[Opening Data section section]

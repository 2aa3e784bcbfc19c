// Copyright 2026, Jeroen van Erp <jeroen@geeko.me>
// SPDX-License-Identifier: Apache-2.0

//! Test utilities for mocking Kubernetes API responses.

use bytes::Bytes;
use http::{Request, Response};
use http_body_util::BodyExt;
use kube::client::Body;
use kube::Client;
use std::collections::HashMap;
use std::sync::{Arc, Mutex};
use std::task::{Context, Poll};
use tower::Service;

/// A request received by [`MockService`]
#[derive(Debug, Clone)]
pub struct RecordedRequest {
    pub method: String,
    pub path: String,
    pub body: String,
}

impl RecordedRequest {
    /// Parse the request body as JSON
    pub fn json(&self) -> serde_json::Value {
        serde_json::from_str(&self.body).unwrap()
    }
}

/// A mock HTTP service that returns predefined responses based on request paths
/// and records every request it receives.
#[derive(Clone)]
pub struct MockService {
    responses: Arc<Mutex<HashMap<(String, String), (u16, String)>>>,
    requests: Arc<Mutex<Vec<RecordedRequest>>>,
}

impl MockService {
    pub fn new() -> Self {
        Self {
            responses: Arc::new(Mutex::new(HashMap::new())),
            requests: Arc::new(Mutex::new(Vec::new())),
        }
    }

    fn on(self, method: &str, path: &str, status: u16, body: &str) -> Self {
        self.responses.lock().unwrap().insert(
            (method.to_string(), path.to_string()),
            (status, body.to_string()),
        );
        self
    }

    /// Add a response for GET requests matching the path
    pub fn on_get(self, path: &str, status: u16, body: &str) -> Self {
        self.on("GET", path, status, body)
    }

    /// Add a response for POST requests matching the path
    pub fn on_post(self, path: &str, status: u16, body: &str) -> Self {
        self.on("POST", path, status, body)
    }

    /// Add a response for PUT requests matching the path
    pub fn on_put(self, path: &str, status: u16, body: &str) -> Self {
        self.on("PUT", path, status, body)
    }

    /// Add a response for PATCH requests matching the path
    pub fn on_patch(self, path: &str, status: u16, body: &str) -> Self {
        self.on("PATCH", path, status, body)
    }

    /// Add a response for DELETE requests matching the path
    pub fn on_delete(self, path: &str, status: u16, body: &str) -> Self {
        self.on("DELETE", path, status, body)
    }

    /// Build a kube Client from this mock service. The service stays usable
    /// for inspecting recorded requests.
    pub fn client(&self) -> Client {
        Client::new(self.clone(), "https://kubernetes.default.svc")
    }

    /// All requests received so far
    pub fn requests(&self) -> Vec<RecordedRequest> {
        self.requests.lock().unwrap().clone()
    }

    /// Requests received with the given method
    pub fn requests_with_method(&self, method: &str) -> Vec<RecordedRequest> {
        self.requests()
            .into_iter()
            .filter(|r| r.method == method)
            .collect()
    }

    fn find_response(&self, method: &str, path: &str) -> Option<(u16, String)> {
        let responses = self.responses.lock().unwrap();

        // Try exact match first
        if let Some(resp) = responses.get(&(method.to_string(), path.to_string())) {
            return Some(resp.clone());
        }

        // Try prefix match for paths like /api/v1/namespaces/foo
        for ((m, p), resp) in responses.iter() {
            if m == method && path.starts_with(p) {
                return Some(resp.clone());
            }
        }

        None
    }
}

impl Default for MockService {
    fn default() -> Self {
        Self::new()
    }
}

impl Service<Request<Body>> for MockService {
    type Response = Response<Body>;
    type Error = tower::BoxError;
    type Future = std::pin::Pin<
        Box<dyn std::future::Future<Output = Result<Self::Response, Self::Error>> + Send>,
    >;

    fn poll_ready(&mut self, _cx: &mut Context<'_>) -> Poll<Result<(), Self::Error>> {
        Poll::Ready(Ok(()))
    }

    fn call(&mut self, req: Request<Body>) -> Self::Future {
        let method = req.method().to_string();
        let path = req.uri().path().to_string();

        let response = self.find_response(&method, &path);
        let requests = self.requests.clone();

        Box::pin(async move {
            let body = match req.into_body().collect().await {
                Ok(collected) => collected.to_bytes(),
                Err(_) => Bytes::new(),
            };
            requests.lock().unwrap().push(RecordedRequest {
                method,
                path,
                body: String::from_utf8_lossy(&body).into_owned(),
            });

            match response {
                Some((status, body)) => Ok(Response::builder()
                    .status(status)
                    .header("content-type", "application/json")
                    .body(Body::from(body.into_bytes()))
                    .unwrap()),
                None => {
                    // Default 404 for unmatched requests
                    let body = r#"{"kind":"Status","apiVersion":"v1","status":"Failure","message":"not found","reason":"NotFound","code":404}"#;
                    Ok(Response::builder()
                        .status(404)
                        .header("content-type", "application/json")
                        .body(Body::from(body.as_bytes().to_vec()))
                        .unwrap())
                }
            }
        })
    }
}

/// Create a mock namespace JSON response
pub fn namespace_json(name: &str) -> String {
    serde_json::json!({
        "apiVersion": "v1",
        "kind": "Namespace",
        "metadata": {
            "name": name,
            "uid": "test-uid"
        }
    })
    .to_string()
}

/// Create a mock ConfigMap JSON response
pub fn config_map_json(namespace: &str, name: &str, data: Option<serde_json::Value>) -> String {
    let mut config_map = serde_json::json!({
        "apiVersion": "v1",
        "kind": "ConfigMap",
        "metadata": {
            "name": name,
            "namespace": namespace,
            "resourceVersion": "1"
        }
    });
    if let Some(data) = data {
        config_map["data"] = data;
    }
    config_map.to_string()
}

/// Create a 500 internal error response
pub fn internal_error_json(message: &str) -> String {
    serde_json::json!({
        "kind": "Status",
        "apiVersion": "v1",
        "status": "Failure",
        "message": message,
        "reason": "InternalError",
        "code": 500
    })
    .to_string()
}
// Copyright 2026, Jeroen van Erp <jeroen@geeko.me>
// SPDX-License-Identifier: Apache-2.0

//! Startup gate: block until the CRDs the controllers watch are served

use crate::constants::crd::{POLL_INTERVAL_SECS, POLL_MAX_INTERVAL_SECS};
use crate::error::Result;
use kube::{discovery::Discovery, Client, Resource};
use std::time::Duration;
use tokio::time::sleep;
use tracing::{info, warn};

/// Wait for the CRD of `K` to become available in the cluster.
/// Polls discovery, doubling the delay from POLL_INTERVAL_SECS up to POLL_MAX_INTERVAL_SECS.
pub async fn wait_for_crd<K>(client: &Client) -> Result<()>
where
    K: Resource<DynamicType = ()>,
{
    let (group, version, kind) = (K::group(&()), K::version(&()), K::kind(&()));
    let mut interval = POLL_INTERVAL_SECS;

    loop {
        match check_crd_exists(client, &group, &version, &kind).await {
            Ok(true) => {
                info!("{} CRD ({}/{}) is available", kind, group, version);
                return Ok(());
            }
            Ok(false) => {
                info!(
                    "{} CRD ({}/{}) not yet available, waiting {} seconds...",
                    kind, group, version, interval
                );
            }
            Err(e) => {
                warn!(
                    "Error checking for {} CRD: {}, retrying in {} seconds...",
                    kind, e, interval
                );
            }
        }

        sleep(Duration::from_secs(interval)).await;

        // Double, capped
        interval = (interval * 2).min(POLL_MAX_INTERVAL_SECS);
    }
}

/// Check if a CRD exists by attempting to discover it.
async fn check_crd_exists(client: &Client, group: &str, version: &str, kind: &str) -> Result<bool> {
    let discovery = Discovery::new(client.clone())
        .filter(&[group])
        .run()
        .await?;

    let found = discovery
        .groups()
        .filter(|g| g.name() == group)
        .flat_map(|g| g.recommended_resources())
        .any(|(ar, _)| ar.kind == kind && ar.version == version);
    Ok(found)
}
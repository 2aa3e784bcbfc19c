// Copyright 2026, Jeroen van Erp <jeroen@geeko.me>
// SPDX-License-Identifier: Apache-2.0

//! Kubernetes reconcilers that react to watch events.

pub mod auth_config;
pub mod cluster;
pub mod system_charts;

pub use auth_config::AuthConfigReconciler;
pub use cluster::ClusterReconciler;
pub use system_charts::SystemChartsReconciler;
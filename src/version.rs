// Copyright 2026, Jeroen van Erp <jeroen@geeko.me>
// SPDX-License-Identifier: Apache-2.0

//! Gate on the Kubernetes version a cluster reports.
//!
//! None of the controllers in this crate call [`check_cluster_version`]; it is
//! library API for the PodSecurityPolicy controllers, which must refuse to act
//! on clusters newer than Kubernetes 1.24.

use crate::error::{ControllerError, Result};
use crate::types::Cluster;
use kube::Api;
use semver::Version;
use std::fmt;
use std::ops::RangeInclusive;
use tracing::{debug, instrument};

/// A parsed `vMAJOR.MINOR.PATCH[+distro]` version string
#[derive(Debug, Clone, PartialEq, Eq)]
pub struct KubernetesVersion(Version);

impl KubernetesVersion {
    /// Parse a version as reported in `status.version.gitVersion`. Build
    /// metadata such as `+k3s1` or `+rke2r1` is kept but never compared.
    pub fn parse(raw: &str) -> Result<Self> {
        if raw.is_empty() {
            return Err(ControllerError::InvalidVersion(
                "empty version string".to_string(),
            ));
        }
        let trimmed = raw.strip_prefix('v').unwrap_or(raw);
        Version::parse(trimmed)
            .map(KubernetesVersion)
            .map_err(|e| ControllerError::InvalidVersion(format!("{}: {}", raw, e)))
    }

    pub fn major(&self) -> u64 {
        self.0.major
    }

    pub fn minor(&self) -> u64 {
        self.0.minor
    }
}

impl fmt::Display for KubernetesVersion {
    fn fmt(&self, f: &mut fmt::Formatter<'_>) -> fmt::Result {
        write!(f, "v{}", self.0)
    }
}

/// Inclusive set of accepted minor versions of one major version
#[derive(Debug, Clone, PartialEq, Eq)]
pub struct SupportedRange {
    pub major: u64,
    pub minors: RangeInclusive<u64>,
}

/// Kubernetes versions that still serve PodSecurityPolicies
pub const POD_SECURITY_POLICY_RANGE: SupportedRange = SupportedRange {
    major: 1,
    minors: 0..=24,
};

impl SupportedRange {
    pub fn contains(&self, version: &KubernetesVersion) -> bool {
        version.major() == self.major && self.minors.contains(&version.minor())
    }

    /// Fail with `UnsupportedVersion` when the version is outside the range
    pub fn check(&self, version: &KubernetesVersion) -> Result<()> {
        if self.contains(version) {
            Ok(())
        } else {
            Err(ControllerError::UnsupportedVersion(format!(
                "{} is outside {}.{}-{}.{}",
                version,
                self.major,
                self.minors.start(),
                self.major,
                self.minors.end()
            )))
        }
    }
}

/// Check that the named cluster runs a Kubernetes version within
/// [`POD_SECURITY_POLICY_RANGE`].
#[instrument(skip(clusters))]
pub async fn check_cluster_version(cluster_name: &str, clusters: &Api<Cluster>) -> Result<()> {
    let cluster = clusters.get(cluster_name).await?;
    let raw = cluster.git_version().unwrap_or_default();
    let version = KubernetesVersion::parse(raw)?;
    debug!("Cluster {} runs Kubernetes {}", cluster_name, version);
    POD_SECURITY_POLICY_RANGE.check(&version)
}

[Closing Data section section]

**Work to be completed**.
How many lines of the data contain the word "info"? Answer with the number alone.

**Expected answer**.
3